Contrary to what was expected from the experiments with the benzoxazinoid mutant plants, purified DIMBOA and DIMBOA-Glc did not elicit WCR feeding preference (Fig. 2). The DIMBOA breakdown product MBOA, a potential volatile WCR attractant (7), was equally inactive (fig. S4). Because N-hydroxylated benzoxazinoids such as DIMBOA and DIMBOA-Glc, but not N-O–methylated benzoxazinoids, can form stable complexes with Fe (3), we hypothesized that these complexes may serve as WCR foraging cues. Within the pH range of the maize rhizosphere (4.5 to 7.5) and given that DIMBOA is the main benzoxazinoid around maize roots (8), Fe complexes with two [referred to as Fe(III)(DIMBOA)2] and three DIMBOA ligands [referred to as Fe(III)(DIMBOA)3] are likely to accumulate at the root surface. Spectrophotometric measurements of synthetically prepared complexes (fig. S5A) confirmed the pH-dependent formation of Fe(III)(DIMBOA)2 and Fe(III)(DIMBOA)3 (collectively referred to as Fe-DIMBOA, fig. S5B). DIMBOA reacted preferentially with Fe, followed by aluminum (Al) and molybdenum (Mo) (fig.
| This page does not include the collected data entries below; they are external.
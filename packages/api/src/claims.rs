//! # Bearer token claims
//!
//! The client never verifies a token's signature; it only peeks at the payload
//! to learn when the token expires, so it can stop sending a credential the
//! backend will reject anyway. The backend remains the only authority on
//! validity.
//!
//! [`decode_claims`] returns a typed result. The "treat any failure as logged
//! out" policy lives in [`is_token_expired`], which maps every error and a
//! missing `exp` to `true`.

use base64::{engine::general_purpose::URL_SAFE_NO_PAD, Engine as _};
use serde::Deserialize;
use thiserror::Error;

#[derive(Debug, Clone, PartialEq, Eq, Error)]
pub enum ClaimsError {
    #[error("token does not have three segments")]
    Malformed,
    #[error("payload is not valid base64url")]
    Encoding,
    #[error("payload is not a JSON object: {0}")]
    Json(String),
}

/// The subset of registered and custom claims the client looks at.
#[derive(Debug, Clone, Default, PartialEq, Eq, Deserialize)]
pub struct TokenClaims {
    #[serde(default)]
    pub sub: Option<String>,
    #[serde(default)]
    pub exp: Option<i64>,
    #[serde(default)]
    pub iat: Option<i64>,
    #[serde(default)]
    pub role: Option<String>,
}

/// Split a JWT and decode its payload segment.
pub fn decode_claims(token: &str) -> Result<TokenClaims, ClaimsError> {
    let mut segments = token.split('.');
    let (Some(_header), Some(payload), Some(_signature), None) = (
        segments.next(),
        segments.next(),
        segments.next(),
        segments.next(),
    ) else {
        return Err(ClaimsError::Malformed);
    };
    if payload.is_empty() {
        return Err(ClaimsError::Malformed);
    }

    // Some issuers pad their segments; the no-pad engine rejects '='.
    let bytes = URL_SAFE_NO_PAD
        .decode(payload.trim_end_matches('='))
        .map_err(|_| ClaimsError::Encoding)?;

    serde_json::from_slice(&bytes).map_err(|e| ClaimsError::Json(e.to_string()))
}

/// Whether `token` must be treated as expired at unix time `now`.
pub fn is_token_expired(token: &str, now: i64) -> bool {
    match decode_claims(token) {
        Ok(TokenClaims { exp: Some(exp), .. }) => exp <= now,
        Ok(_) => true,
        Err(e) => {
            tracing::debug!("Treating undecodable token as expired: {}", e);
            true
        }
    }
}

#[cfg(test)]
pub(crate) fn make_token(payload: &str) -> String {
    let header = URL_SAFE_NO_PAD.encode(r#"{"alg":"HS256","typ":"JWT"}"#);
    let body = URL_SAFE_NO_PAD.encode(payload);
    format!("{header}.{body}.signature")
}

#[cfg(test)]
mod tests {
    use super::*;

    const NOW: i64 = 1_700_000_000;

    #[test]
    fn test_decode_claims() {
        let token = make_token(r#"{"sub":"a@b.com","exp":1700000600,"iat":1700000000,"role":"ADMIN"}"#);
        let claims = decode_claims(&token).unwrap();
        assert_eq!(claims.sub.as_deref(), Some("a@b.com"));
        assert_eq!(claims.exp, Some(1_700_000_600));
        assert_eq!(claims.role.as_deref(), Some("ADMIN"));
    }

    #[test]
    fn test_future_exp_is_not_expired() {
        let token = make_token(&format!(r#"{{"exp":{}}}"#, NOW + 60));
        assert!(!is_token_expired(&token, NOW));
    }

    #[test]
    fn test_past_or_equal_exp_is_expired() {
        assert!(is_token_expired(&make_token(&format!(r#"{{"exp":{}}}"#, NOW - 1)), NOW));
        assert!(is_token_expired(&make_token(&format!(r#"{{"exp":{NOW}}}"#)), NOW));
    }

    #[test]
    fn test_missing_exp_is_expired() {
        let token = make_token(r#"{"sub":"a@b.com"}"#);
        assert!(decode_claims(&token).unwrap().exp.is_none());
        assert!(is_token_expired(&token, NOW));
    }

    #[test]
    fn test_undecodable_tokens_are_expired() {
        for token in ["", "opaque", "a.b", "a.!!!.c", "a..c", "a.b.c.d"] {
            assert!(is_token_expired(token, NOW), "{token:?} should be expired");
        }
        let not_json = format!("h.{}.s", URL_SAFE_NO_PAD.encode("not json"));
        assert!(matches!(decode_claims(&not_json), Err(ClaimsError::Json(_))));
        assert!(is_token_expired(&not_json, NOW));
    }

    #[test]
    fn test_padded_payload_is_accepted() {
        let header = URL_SAFE_NO_PAD.encode("{}");
        let payload = base64::engine::general_purpose::URL_SAFE.encode(r#"{"exp":99999999999}"#);
        let token = format!("{header}.{payload}.sig");
        assert!(!is_token_expired(&token, NOW));
    }
}
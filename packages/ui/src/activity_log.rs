use api::UserActivity;
use dioxus::prelude::*;

/// Read-only audit trail for one user, newest first.
#[component]
pub fn ActivityLog(entries: Vec<UserActivity>) -> Element {
    if entries.is_empty() {
        return rsx! {
            p { class: "table-empty", "No recorded activity." }
        };
    }

    let mut sorted = entries;
    sorted.sort_by(|a, b| b.created_at.cmp(&a.created_at));

    rsx! {
        ul {
            class: "activity-log",
            for entry in sorted {
                li {
                    class: if entry.activity_type.is_warning() { "activity-log-entry warning" } else { "activity-log-entry" },
                    span { class: "activity-log-time", "{entry.display_time()}" }
                    span { class: "activity-log-type", "{entry.activity_type.label()}" }
                    span { class: "activity-log-description", "{entry.description}" }
                    if let Some(by) = &entry.performed_by_user_name {
                        span { class: "activity-log-actor", "by {by}" }
                    }
                }
            }
        }
    }
}
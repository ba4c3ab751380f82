use serde_json::json;
use store::KeyValueStore;

use crate::error::ApiError;
use crate::gateway::{Gateway, Navigator};
use crate::models::{AdminUser, UserActivity, UserRequest};
use crate::transport::Transport;
use crate::validation::validate_user;

impl<T, S, N> Gateway<T, S, N>
where
    T: Transport,
    S: KeyValueStore,
    N: Navigator,
{
    pub async fn admin_users(&self) -> Result<Vec<AdminUser>, ApiError> {
        self.get("/admin/users").await
    }

    pub async fn admin_user(&self, id: i64) -> Result<AdminUser, ApiError> {
        self.get(&format!("/admin/users/{id}")).await
    }

    pub async fn create_user(&self, request: &UserRequest) -> Result<AdminUser, ApiError> {
        validate_user(request, true)?;
        self.post("/admin/users", request).await
    }

    /// A blank password is dropped so the backend keeps the current one.
    pub async fn update_user(&self, id: i64, request: &UserRequest) -> Result<AdminUser, ApiError> {
        validate_user(request, false)?;
        let mut request = request.clone();
        if request.password.as_deref().is_some_and(str::is_empty) {
            request.password = None;
        }
        self.put(&format!("/admin/users/{id}"), &request).await
    }

    pub async fn set_user_enabled(&self, id: i64, enabled: bool) -> Result<AdminUser, ApiError> {
        self.patch(
            &format!("/admin/users/{id}/enabled"),
            &json!({ "enabled": enabled }),
        )
        .await
    }

    pub async fn delete_user(&self, id: i64) -> Result<(), ApiError> {
        self.delete(&format!("/admin/users/{id}")).await
    }

    pub async fn user_activities(&self, id: i64) -> Result<Vec<UserActivity>, ApiError> {
        self.get(&format!("/admin/users/{id}/activities")).await
    }
}
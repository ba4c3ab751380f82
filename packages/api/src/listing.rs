//! # Client-side list processing
//!
//! Admin tables fetch a full collection once and then search, filter, sort and
//! paginate it locally. [`ListQuery::apply`] does all four in that order over
//! anything implementing [`Listable`].

use std::cmp::Ordering;

use crate::models::{AdminUser, Reservation};

#[derive(Debug, Clone, Copy, Default, PartialEq, Eq)]
pub enum SortDir {
    #[default]
    Asc,
    Desc,
}

impl SortDir {
    pub fn toggled(self) -> Self {
        match self {
            SortDir::Asc => SortDir::Desc,
            SortDir::Desc => SortDir::Asc,
        }
    }
}

/// Comparable projection of a row for one column.
#[derive(Debug, Clone, PartialEq, Eq, PartialOrd, Ord)]
pub enum SortKey {
    Number(i64),
    Text(String),
}

pub trait Listable {
    /// Lower-cased text the search box matches against.
    fn haystack(&self) -> String;
    /// Value of the row for `column`, or `None` if the column is unknown.
    fn sort_key(&self, column: &str) -> Option<SortKey>;
    /// Whether the row passes the named filter (e.g. a status or role).
    fn matches_filter(&self, filter: &str) -> bool;
}

#[derive(Debug, Clone, PartialEq, Eq)]
pub struct ListQuery {
    pub search: String,
    pub filter: Option<String>,
    pub sort_by: Option<String>,
    pub sort_dir: SortDir,
    /// 1-based.
    pub page: usize,
    pub page_size: usize,
}

impl Default for ListQuery {
    fn default() -> Self {
        Self {
            search: String::new(),
            filter: None,
            sort_by: None,
            sort_dir: SortDir::Asc,
            page: 1,
            page_size: 10,
        }
    }
}

#[derive(Debug, Clone, PartialEq)]
pub struct Page<T> {
    pub items: Vec<T>,
    pub page: usize,
    pub total_pages: usize,
    pub total_items: usize,
}

impl ListQuery {
    pub fn with_page_size(page_size: usize) -> Self {
        Self {
            page_size,
            ..Self::default()
        }
    }

    /// Click on a column header: same column flips direction, new column sorts ascending.
    pub fn toggle_sort(&mut self, column: &str) {
        if self.sort_by.as_deref() == Some(column) {
            self.sort_dir = self.sort_dir.toggled();
        } else {
            self.sort_by = Some(column.to_string());
            self.sort_dir = SortDir::Asc;
        }
        self.page = 1;
    }

    pub fn apply<T: Listable + Clone>(&self, rows: &[T]) -> Page<T> {
        let needle = self.search.trim().to_lowercase();
        let mut matched: Vec<&T> = rows
            .iter()
            .filter(|r| needle.is_empty() || r.haystack().contains(&needle))
            .filter(|r| match self.filter.as_deref() {
                None | Some("") => true,
                Some(f) => r.matches_filter(f),
            })
            .collect();

        if let Some(column) = self.sort_by.as_deref() {
            matched.sort_by(|a, b| {
                let ord = match (a.sort_key(column), b.sort_key(column)) {
                    (Some(x), Some(y)) => x.cmp(&y),
                    (Some(_), None) => Ordering::Less,
                    (None, Some(_)) => Ordering::Greater,
                    (None, None) => Ordering::Equal,
                };
                match self.sort_dir {
                    SortDir::Asc => ord,
                    SortDir::Desc => ord.reverse(),
                }
            });
        }

        let page_size = self.page_size.max(1);
        let total_items = matched.len();
        let total_pages = total_items.div_ceil(page_size).max(1);
        let page = self.page.clamp(1, total_pages);
        let items = matched
            .into_iter()
            .skip((page - 1) * page_size)
            .take(page_size)
            .cloned()
            .collect();

        Page {
            items,
            page,
            total_pages,
            total_items,
        }
    }
}

impl Listable for Reservation {
    fn haystack(&self) -> String {
        format!("{} {} {} {}", self.name, self.email, self.phone, self.id).to_lowercase()
    }

    fn sort_key(&self, column: &str) -> Option<SortKey> {
        Some(match column {
            "id" => SortKey::Number(self.id),
            "name" => SortKey::Text(self.name.to_lowercase()),
            "email" => SortKey::Text(self.email.to_lowercase()),
            "date" => SortKey::Number(self.starts_at().and_utc().timestamp()),
            "people" => SortKey::Number(self.number_of_people.into()),
            "status" => SortKey::Text(self.status.as_str().to_string()),
            "area" => SortKey::Text(self.reservation_area.as_str().to_string()),
            _ => return None,
        })
    }

    fn matches_filter(&self, filter: &str) -> bool {
        self.status.as_str().eq_ignore_ascii_case(filter)
            || self.reservation_area.as_str().eq_ignore_ascii_case(filter)
    }
}

impl Listable for AdminUser {
    fn haystack(&self) -> String {
        format!("{} {} {}", self.name, self.surname, self.email).to_lowercase()
    }

    fn sort_key(&self, column: &str) -> Option<SortKey> {
        match column {
            "id" => Some(SortKey::Number(self.id)),
            "name" => Some(SortKey::Text(self.full_name().to_lowercase())),
            "email" => Some(SortKey::Text(self.email.to_lowercase())),
            "role" => Some(SortKey::Text(self.role.as_str().to_string())),
            "reservations" => Some(SortKey::Number(self.reservations_count.into())),
            "createdAt" => self
                .created_at
                .map(|t| SortKey::Number(t.and_utc().timestamp())),
            "lastLogin" => self
                .last_login
                .map(|t| SortKey::Number(t.and_utc().timestamp())),
            _ => None,
        }
    }

    fn matches_filter(&self, filter: &str) -> bool {
        match filter {
            "enabled" => self.enabled,
            "disabled" => !self.enabled,
            "unverified" => !self.email_verified,
            role => self.role.as_str().eq_ignore_ascii_case(role),
        }
    }
}
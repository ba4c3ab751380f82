use store::KeyValueStore;

use crate::error::ApiError;
use crate::gateway::{Gateway, Navigator};
use crate::models::{AuthResponse, LoginRequest, RegisterRequest};
use crate::transport::Transport;
use crate::validation::{validate_login, validate_registration};

impl<T, S, N> Gateway<T, S, N>
where
    T: Transport,
    S: KeyValueStore,
    N: Navigator,
{
    /// Validate, authenticate, and start a session from the returned token.
    pub async fn login(&self, request: &LoginRequest) -> Result<AuthResponse, ApiError> {
        validate_login(request)?;
        let response: AuthResponse = self.post("/auth/login", request).await?;
        self.start_session(&response)?;
        Ok(response)
    }

    /// Validate, create the account, and start a session from the returned token.
    pub async fn register(&self, request: &RegisterRequest) -> Result<AuthResponse, ApiError> {
        validate_registration(request)?;
        let response: AuthResponse = self.post("/auth/register", request).await?;
        self.start_session(&response)?;
        Ok(response)
    }

    /// Client-side logout. The backend holds no session to revoke.
    pub fn logout(&self) {
        self.session().borrow_mut().logout();
    }

    fn start_session(&self, response: &AuthResponse) -> Result<(), ApiError> {
        if response.token.is_empty() {
            tracing::error!("Backend returned an empty token for {}", response.email);
            return Err(ApiError::SessionNotStarted);
        }
        if self.session().borrow_mut().login(&response.token, response) {
            Ok(())
        } else {
            Err(ApiError::SessionNotStarted)
        }
    }
}
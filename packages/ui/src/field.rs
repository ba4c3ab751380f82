use dioxus::prelude::*;

/// Label + control + inline validation message.
#[component]
pub fn FormField(
    id: String,
    label: String,
    #[props(default)] error: Option<String>,
    children: Element,
) -> Element {
    rsx! {
        div {
            class: if error.is_some() { "form-field form-field--invalid" } else { "form-field" },
            label { r#for: "{id}", "{label}" }
            {children}
            if let Some(ref err) = error {
                p { class: "form-field-error", "{err}" }
            }
        }
    }
}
S6). Formation of Fe-DIMBOA was observed on WT crown roots, but not on bx1 roots (fig. S7). At estimated physiological doses of 1.26 × 10−10 mol cm−2 (fig. S8), Fe(III)(DIMBOA)2 and Fe(III)(DIMBOA)3, but not Al-DIMBOA, Fe-DIMBOA-Glc, and Fe-EDTA, elicited WCR feeding preference (Fig. 2D and fig. S9). Fe(III)(DIMBOA)3 increased WCR feeding across a range of physiologically relevant concentrations from 1.26 × 10−14 to 1.26 × 10−10 mol cm−2 (fig. S10). Preference for Fe(III)(DIMBOA)3 was independent of larval stage, previous benzoxazinoid exposure, and the presence of maize roots (Fig. 2E and fig. S11). Fe(III)(DIMBOA)3 rescued recruitment of WCR larvae to bx1 mutants in soil (Fig. 2F) and to individual bx1 roots (Fig. 2G). Primary roots of WT plants became more attractive upon Fe(III)(DIMBOA)3 application and were as attractive as crown roots 6 hours after application (Fig. 2H and fig. S12). Host plant acceptance on bx1 mutant roots was fully complemented by Fe(III)(DIMBOA)3 (fig. S13). Fe(III)(DIMBOA)3 application also increased WCR feeding on rice and barley, two non–host plant species (fig. S13). Thus, in addition to primary metabolites (9, 10), Fe-DIMBOA mediates host recognition, acceptance, and within-plant foraging of WCR.

Fig. 2 Complexes between iron (Fe) and the benzoxazinoid DIMBOA mediate host recognition, acceptance, and within-plant foraging of WCR larvae.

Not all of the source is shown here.